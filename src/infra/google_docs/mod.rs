// =============================================================================
// GOOGLE DOCS MODULE
// =============================================================================
//
// Fetches documents from the Google Docs API for the extraction core.
//
// **Architecture:**
// This module lives in the infra layer because it handles external I/O
// (HTTP requests to Google APIs). The core only sees the `DocumentSource`
// trait and raw document JSON.
//
// **Authentication Options** (first configured one wins):
// 1. **Access token**: a bearer token passed in directly (`GOOGLE_ACCESS_TOKEN`)
// 2. **Service Account**: private docs shared with the service account email
//    (`GOOGLE_SERVICE_ACCOUNT_KEY` or `GOOGLE_SERVICE_ACCOUNT_JSON`)
// 3. **Installed-app OAuth 2.0**: the user's own documents, via a one-time
//    consent (`GOOGLE_OAUTH_CREDENTIALS` + `GOOGLE_OAUTH_TOKEN`)

use std::error::Error;

pub mod google_docs_client;
pub mod installed_app;
pub mod service_account;

pub use google_docs_client::{
    GoogleAuth, GoogleCredentialsConfig, GoogleDocsClient, DEFAULT_DOCS_API_BASE,
};

/// Read-only access to Google Docs.
pub const DOCUMENTS_READONLY_SCOPE: &str = "https://www.googleapis.com/auth/documents.readonly";

pub type AuthResult<T> = Result<T, Box<dyn Error + Send + Sync>>;
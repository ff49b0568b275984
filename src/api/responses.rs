//! JSON envelopes returned per requested document.

use serde::Serialize;
use serde_json::Value;

use crate::core::extraction::{ContentBlock, ExtractionError, ImageData};

#[derive(Debug, Clone, Copy, PartialEq, Eq, Serialize)]
#[serde(rename_all = "lowercase")]
pub enum ResultStatus {
    Success,
    Error,
}

/// Result for one document on the image-only endpoint.
#[derive(Debug, Serialize)]
pub struct ImagesResult {
    pub status: ResultStatus,
    #[serde(skip_serializing_if = "Option::is_none")]
    pub images: Option<Vec<ImageData>>,
    #[serde(skip_serializing_if = "Option::is_none")]
    pub message: Option<String>,
}

impl From<Result<Vec<ImageData>, ExtractionError>> for ImagesResult {
    fn from(result: Result<Vec<ImageData>, ExtractionError>) -> Self {
        match result {
            Ok(images) => Self {
                status: ResultStatus::Success,
                images: Some(images),
                message: None,
            },
            Err(e) => Self {
                status: ResultStatus::Error,
                images: None,
                message: Some(e.to_string()),
            },
        }
    }
}

/// Result for one document on the full-content endpoint.
#[derive(Debug, Serialize)]
pub struct ContentResult {
    pub status: ResultStatus,
    #[serde(skip_serializing_if = "Option::is_none")]
    pub content: Option<Vec<ContentBlock>>,
    #[serde(skip_serializing_if = "Option::is_none")]
    pub message: Option<String>,
}

impl From<Result<Vec<ContentBlock>, ExtractionError>> for ContentResult {
    fn from(result: Result<Vec<ContentBlock>, ExtractionError>) -> Self {
        match result {
            Ok(content) => Self {
                status: ResultStatus::Success,
                content: Some(content),
                message: None,
            },
            Err(e) => Self {
                status: ResultStatus::Error,
                content: None,
                message: Some(e.to_string()),
            },
        }
    }
}

#[derive(Debug, Serialize)]
pub struct ErrorResponse {
    pub status: ResultStatus,
    pub message: String,
}

/// The raw endpoint returns the document itself on success, so only the
/// failure case gets an envelope.
pub fn raw_document_result(result: Result<Value, ExtractionError>) -> Value {
    match result {
        Ok(document) => document,
        Err(e) => serde_json::to_value(ErrorResponse {
            status: ResultStatus::Error,
            message: e.to_string(),
        })
        .unwrap_or(Value::Null),
    }
}

#[derive(Debug, Serialize)]
pub struct HealthResponse {
    pub status: &'static str,
    pub version: &'static str,
}
// HTTP handlers. Each extraction endpoint accepts repeated `doc_id` query
// parameters and answers with one result per requested id.

use axum::{
    extract::{Query, State},
    http::{Method, StatusCode, Uri},
    response::IntoResponse,
    Json,
};
use serde_json::Value;
use std::collections::BTreeMap;

use super::responses::{raw_document_result, ContentResult, HealthResponse, ImagesResult};
use super::router::AppState;
use crate::core::extraction::{fan_out, DocumentResults, ExtractionError};

pub const DOC_ID_PARAM: &str = "doc_id";

type ApiResult<T> = Result<Json<BTreeMap<String, T>>, (StatusCode, String)>;

pub async fn health_check() -> impl IntoResponse {
    Json(HealthResponse {
        status: "ok",
        version: env!("CARGO_PKG_VERSION"),
    })
}

/// `GET /extract` - images only.
pub async fn extract_images(
    State(state): State<AppState>,
    method: Method,
    uri: Uri,
    Query(params): Query<Vec<(String, String)>>,
) -> ApiResult<ImagesResult> {
    log_request(&method, &uri);
    let ids = requested_document_ids(&params)?;

    let service = state.extraction.clone();
    let results = fan_out(ids, move |id| {
        let service = service.clone();
        async move { service.extract_images(&id).await }
    })
    .await;

    Ok(Json(into_envelopes(results, ImagesResult::from)))
}

/// `GET /extract-full-content` - text and image blocks in document order.
pub async fn extract_full_content(
    State(state): State<AppState>,
    method: Method,
    uri: Uri,
    Query(params): Query<Vec<(String, String)>>,
) -> ApiResult<ContentResult> {
    log_request(&method, &uri);
    let ids = requested_document_ids(&params)?;

    let service = state.extraction.clone();
    let results = fan_out(ids, move |id| {
        let service = service.clone();
        async move { service.extract_full_content(&id).await }
    })
    .await;

    Ok(Json(into_envelopes(results, ContentResult::from)))
}

/// `GET /extract-raw-document` - the document as Google returned it.
pub async fn extract_raw_document(
    State(state): State<AppState>,
    method: Method,
    uri: Uri,
    Query(params): Query<Vec<(String, String)>>,
) -> ApiResult<Value> {
    log_request(&method, &uri);
    let ids = requested_document_ids(&params)?;

    let service = state.extraction.clone();
    let results = fan_out(ids, move |id| {
        let service = service.clone();
        async move { service.extract_raw_document(&id).await }
    })
    .await;

    Ok(Json(into_envelopes(results, raw_document_result)))
}

fn log_request(method: &Method, uri: &Uri) {
    tracing::info!(
        method = %method,
        endpoint = uri.path(),
        query = uri.query().unwrap_or_default(),
        "Request received"
    );
}

/// Non-empty `doc_id` values in request order; rejects the request if none.
fn requested_document_ids(params: &[(String, String)]) -> Result<Vec<String>, (StatusCode, String)> {
    let ids: Vec<String> = params
        .iter()
        .filter(|(key, value)| key == DOC_ID_PARAM && !value.trim().is_empty())
        .map(|(_, value)| value.clone())
        .collect();

    if ids.is_empty() {
        return Err((
            StatusCode::BAD_REQUEST,
            format!("The '{}' parameter is required", DOC_ID_PARAM),
        ));
    }
    Ok(ids)
}

fn into_envelopes<T, R, F>(results: DocumentResults<T>, envelope: F) -> BTreeMap<String, R>
where
    F: Fn(Result<T, ExtractionError>) -> R,
{
    results
        .into_iter()
        .map(|(id, result)| {
            if let Err(e) = &result {
                tracing::error!("Extraction failed for document {}: {}", id, e);
            }
            (id, envelope(result))
        })
        .collect()
}

#[cfg(test)]
mod tests {
    use super::*;
    use crate::core::extraction::test_support::{EchoSink, StaticDocumentSource};
    use crate::core::extraction::ExtractionService;
    use serde_json::json;
    use std::sync::Arc;

    fn document_with_image(id: &str) -> Value {
        json!({
            "documentId": id,
            "title": "Doc",
            "body": { "content": [
                { "paragraph": { "elements": [
                    { "textRun": { "content": "Caption\n" } }
                ] } },
                { "paragraph": { "elements": [
                    { "inlineObjectElement": { "inlineObjectId": "kix.1" } }
                ] } }
            ] },
            "inlineObjects": {
                "kix.1": { "inlineObjectProperties": { "embeddedObject": {
                    "imageProperties": { "contentUri": "https://img/1" }
                } } }
            }
        })
    }

    fn state() -> AppState {
        let source = StaticDocumentSource::with(vec![
            ("doc1", document_with_image("doc1")),
            ("doc2", document_with_image("doc2")),
        ]);
        AppState::new(ExtractionService::new(Arc::new(source), Arc::new(EchoSink)))
    }

    fn query(ids: &[&str]) -> (Uri, Query<Vec<(String, String)>>) {
        let params: Vec<(String, String)> = ids
            .iter()
            .map(|id| (DOC_ID_PARAM.to_string(), id.to_string()))
            .collect();
        let uri: Uri = format!(
            "/test?{}",
            ids.iter()
                .map(|id| format!("{}={}", DOC_ID_PARAM, id))
                .collect::<Vec<_>>()
                .join("&")
        )
        .parse()
        .unwrap();
        (uri, Query(params))
    }

    #[tokio::test]
    async fn images_endpoint_mixes_success_and_error() {
        let (uri, params) = query(&["doc1", "unknown"]);

        let Json(body) = extract_images(State(state()), Method::GET, uri, params)
            .await
            .unwrap();

        assert_eq!(
            serde_json::to_value(body).unwrap(),
            json!({
                "doc1": {
                    "status": "success",
                    "images": [ { "url": "/images/doc1/imagem_1.png", "base64": "b64:https://img/1" } ]
                },
                "unknown": {
                    "status": "error",
                    "message": "Could not fetch document: document unknown not found"
                }
            })
        );
    }

    #[tokio::test]
    async fn full_content_endpoint_returns_blocks_per_document() {
        let (uri, params) = query(&["doc1", "doc2"]);

        let Json(body) = extract_full_content(State(state()), Method::GET, uri, params)
            .await
            .unwrap();
        let body = serde_json::to_value(body).unwrap();

        for id in ["doc1", "doc2"] {
            assert_eq!(body[id]["status"], "success");
            assert_eq!(
                body[id]["content"],
                json!([
                    { "type": "text", "content": "Caption" },
                    {
                        "type": "image",
                        "url": format!("/images/{}/imagem_1.png", id),
                        "base64": "b64:https://img/1"
                    }
                ])
            );
        }
    }

    #[tokio::test]
    async fn raw_endpoint_bypasses_flattening() {
        let (uri, params) = query(&["doc1", "bad/id"]);

        let Json(body) = extract_raw_document(State(state()), Method::GET, uri, params)
            .await
            .unwrap();

        assert_eq!(body["doc1"], document_with_image("doc1"));
        assert_eq!(body["bad/id"]["status"], "error");
    }

    #[tokio::test]
    async fn missing_doc_id_is_a_bad_request() {
        let uri: Uri = "/extract?other=1&doc_id=".parse().unwrap();
        let params = Query(vec![
            ("other".to_string(), "1".to_string()),
            (DOC_ID_PARAM.to_string(), String::new()),
        ]);

        let (status, message) = extract_images(State(state()), Method::GET, uri, params)
            .await
            .unwrap_err();

        assert_eq!(status, StatusCode::BAD_REQUEST);
        assert!(message.contains(DOC_ID_PARAM));
    }
}
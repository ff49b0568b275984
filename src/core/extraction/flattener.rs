// Document flattener - turns the nested paragraph/table tree into a flat list
// of text and image blocks, downloading images as it goes.
//
// The walk is depth-first and strictly sequential: table cells are expanded in
// row-major order and spliced into the surrounding sequence, and each image is
// materialized (awaited) before the walk moves on, so numbering and output
// order both follow document order.

use async_trait::async_trait;
use std::future::Future;
use std::pin::Pin;
use thiserror::Error;

use super::document_models::{
    ContentBlock, InlineObjectTable, Paragraph, ParagraphElement, StructuralElement,
    PUBLIC_IMAGE_ROUTE,
};

/// Number given to the first image of every top-level extraction.
pub const FIRST_IMAGE_NUMBER: u32 = 1;

#[derive(Debug, Error)]
pub enum ImageSinkError {
    #[error("Download failed: {0}")]
    Download(String),
    #[error("Download returned HTTP {0}")]
    Status(u16),
    #[error("Could not store image: {0}")]
    Storage(#[from] std::io::Error),
}

/// Downloads, stores and encodes images referenced by a document.
#[async_trait]
pub trait ImageSink: Send + Sync {
    /// Fetch `source_uri`, persist it under `document_id`/`file_name` and
    /// return the base64 encoding of its bytes.
    async fn materialize(
        &self,
        source_uri: &str,
        document_id: &str,
        file_name: &str,
    ) -> Result<String, ImageSinkError>;

    /// Public path the stored image is served from.
    fn public_url(&self, document_id: &str, file_name: &str) -> String {
        format!("{}/{}/{}", PUBLIC_IMAGE_ROUTE, document_id, file_name)
    }
}

/// File name for the `number`-th image of a document.
pub fn image_file_name(number: u32) -> String {
    format!("imagem_{}.png", number)
}

type FlattenFuture<'f> = Pin<Box<dyn Future<Output = Vec<ContentBlock>> + Send + 'f>>;

/// Flattens the structural elements of one document.
pub struct DocumentFlattener<'a, S: ImageSink + ?Sized> {
    document_id: &'a str,
    inline_objects: &'a InlineObjectTable,
    sink: &'a S,
}

impl<'a, S: ImageSink + ?Sized> DocumentFlattener<'a, S> {
    pub fn new(document_id: &'a str, inline_objects: &'a InlineObjectTable, sink: &'a S) -> Self {
        Self {
            document_id,
            inline_objects,
            sink,
        }
    }

    /// Flatten a whole document body, numbering images from [`FIRST_IMAGE_NUMBER`].
    pub async fn flatten_document(&self, elements: &[StructuralElement]) -> Vec<ContentBlock> {
        let mut counter = FIRST_IMAGE_NUMBER;
        self.flatten(elements, &mut counter).await
    }

    /// Flatten `elements`, continuing image numbering from `counter`.
    ///
    /// Table cells recurse through here with the same counter, so an image
    /// inside a cell gets the next number after whatever preceded the table.
    pub fn flatten<'f>(
        &'f self,
        elements: &'f [StructuralElement],
        counter: &'f mut u32,
    ) -> FlattenFuture<'f> {
        Box::pin(async move {
            let mut blocks = Vec::new();

            for element in elements {
                match element {
                    StructuralElement::Paragraph(paragraph) => {
                        self.flatten_paragraph(paragraph, counter, &mut blocks)
                            .await;
                    }
                    StructuralElement::Table(table) => {
                        for row in &table.table_rows {
                            for cell in &row.table_cells {
                                let cell_blocks = self.flatten(&cell.content, counter).await;
                                blocks.extend(cell_blocks);
                            }
                        }
                    }
                    StructuralElement::Unsupported => {}
                }
            }

            blocks
        })
    }

    async fn flatten_paragraph(
        &self,
        paragraph: &Paragraph,
        counter: &mut u32,
        blocks: &mut Vec<ContentBlock>,
    ) {
        let mut pending = String::new();

        for element in &paragraph.elements {
            match element {
                ParagraphElement::TextRun(content) => pending.push_str(content),
                ParagraphElement::InlineObject(object_id) => {
                    flush_text(&mut pending, blocks);
                    if let Some(block) = self.materialize_image(object_id, counter).await {
                        blocks.push(block);
                    }
                }
                ParagraphElement::Unsupported => {}
            }
        }

        flush_text(&mut pending, blocks);
    }

    /// Resolve an inline object and, if it is an image, hand it to the sink.
    ///
    /// Unknown ids and non-image objects produce nothing and leave the counter
    /// alone. Sink failures still produce a block, carrying the error.
    async fn materialize_image(&self, object_id: &str, counter: &mut u32) -> Option<ContentBlock> {
        let Some(source_uri) = self
            .inline_objects
            .get(object_id)
            .and_then(|object| object.image_source_uri())
        else {
            tracing::debug!(
                "Skipping inline object {} in document {}: not an image",
                object_id,
                self.document_id
            );
            return None;
        };

        let file_name = image_file_name(*counter);
        let url = self.sink.public_url(self.document_id, &file_name);

        let block = match self
            .sink
            .materialize(source_uri, self.document_id, &file_name)
            .await
        {
            Ok(base64) => ContentBlock::Image {
                url,
                base64,
                error: None,
            },
            Err(e) => {
                tracing::warn!(
                    "Failed to materialize {} for document {}: {}",
                    file_name,
                    self.document_id,
                    e
                );
                ContentBlock::Image {
                    url,
                    base64: String::new(),
                    error: Some(e.to_string()),
                }
            }
        };

        *counter += 1;
        Some(block)
    }
}

/// Emit buffered paragraph text as one block, minus a single trailing newline.
fn flush_text(pending: &mut String, blocks: &mut Vec<ContentBlock>) {
    if pending.is_empty() {
        return;
    }

    let mut text = std::mem::take(pending);
    if text.ends_with('\n') {
        text.pop();
    }
    blocks.push(ContentBlock::text(text));
}
//! 短信生命周期领域层（sms-domain）
//!
//! 提供消息生命周期所需的领域模型与基础设施接口：
//! - 消息实体与状态机（`message`）
//! - 事件信封、事件类型与载荷（`domain_event`）
//! - 事件分发协议、处理器注册与内存传输（`eventing`）
//! - 消息仓储与去重日志（`persist`）
//!
//! 本 crate 只定义领域层接口与内存实现，具体存储与传输由上层适配。
//!
//! 典型用法：
//! 1. 以 `Message` 的状态迁移方法表达业务规则；
//! 2. 通过 `MessageRepository` 持久化，`EventListenerLogRepository` 去重；
//! 3. 用 `LocalEventDispatcher` 或 `InMemoryEventBus` + `EventEngine` 连接处理器。
//!
pub mod domain_event;
pub mod error;
pub mod eventing;
pub mod message;
pub mod persist;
◇ ◇ ◇ ◇
## PROBLEM STATEMENT
List each line of the entries that holds the string "StructuralElement".

## OUTPUT BELOW
    ContentBlock, InlineObjectTable, Paragraph, ParagraphElement, StructuralElement,
    pub async fn flatten_document(&self, elements: &[StructuralElement]) -> Vec<ContentBlock> {
        elements: &'f [StructuralElement],
                    StructuralElement::Paragraph(paragraph) => {
                    StructuralElement::Table(table) => {
                    StructuralElement::Unsupported => {}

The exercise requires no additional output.